▶ **Records supplied**
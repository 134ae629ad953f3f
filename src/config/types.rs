//! Core configuration types.
//! - Config holds runtime settings with sensible defaults.
//! - LogLevel represents verbosity with simple parsing helpers.

use std::fmt;
use std::path::PathBuf;
use std::str::FromStr;

use super::paths;

/// Program-defined verbosity levels exposed to users/config.
#[derive(Debug, Clone, Copy, PartialEq, Eq, Default)]
pub enum LogLevel {
    /// Only errors
    Quiet,
    /// Warnings and errors (default)
    #[default]
    Normal,
    /// Each move step
    Info,
    /// Debug/trace
    Debug,
}

impl LogLevel {
    /// Parse common string names into our LogLevel (case-insensitive).
    pub fn parse(s: &str) -> Option<Self> {
        match s.to_ascii_lowercase().as_str() {
            "quiet" | "error" | "none" => Some(LogLevel::Quiet),
            "normal" | "warn" => Some(LogLevel::Normal),
            "info" | "verbose" => Some(LogLevel::Info),
            "debug" | "trace" => Some(LogLevel::Debug),
            _ => None,
        }
    }
}

impl fmt::Display for LogLevel {
    fn fmt(&self, f: &mut fmt::Formatter<'_>) -> fmt::Result {
        let s = match self {
            LogLevel::Quiet => "quiet",
            LogLevel::Normal => "normal",
            LogLevel::Info => "info",
            LogLevel::Debug => "debug",
        };
        f.write_str(s)
    }
}

impl FromStr for LogLevel {
    type Err = String;
    fn from_str(s: &str) -> Result<Self, Self::Err> {
        Self::parse(s).ok_or_else(|| format!("invalid log level: '{s}'"))
    }
}

/// Runtime configuration, resolved once at startup and handed to the
/// resolver and the mover.
#[derive(Debug, Clone)]
pub struct Config {
    /// Holding directory for packed files
    pub tray_dir: PathBuf,
    /// Console verbosity
    pub log_level: LogLevel,
    /// Optional path to a log file
    pub log_file: Option<PathBuf>,
    /// If true, check and report moves but do not modify the filesystem
    pub dry_run: bool,
}

impl Default for Config {
    fn default() -> Self {
        Self {
            // Empty when no home directory is known; validate() rejects that.
            tray_dir: paths::default_tray_dir().unwrap_or_default(),
            log_level: LogLevel::Normal,
            log_file: None,
            dry_run: false,
        }
    }
}

impl Config {
    /// Construct a Config with an explicit tray directory; other fields use defaults.
    pub fn new(tray_dir: impl Into<PathBuf>) -> Self {
        Self {
            tray_dir: tray_dir.into(),
            log_level: LogLevel::Normal,
            log_file: None,
            dry_run: false,
        }
    }
}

▶ **What you should do**
Once you have read through the entries above, state how many lines hold the word "Clone", giving nothing but the number.

▶ **Output of the task**
2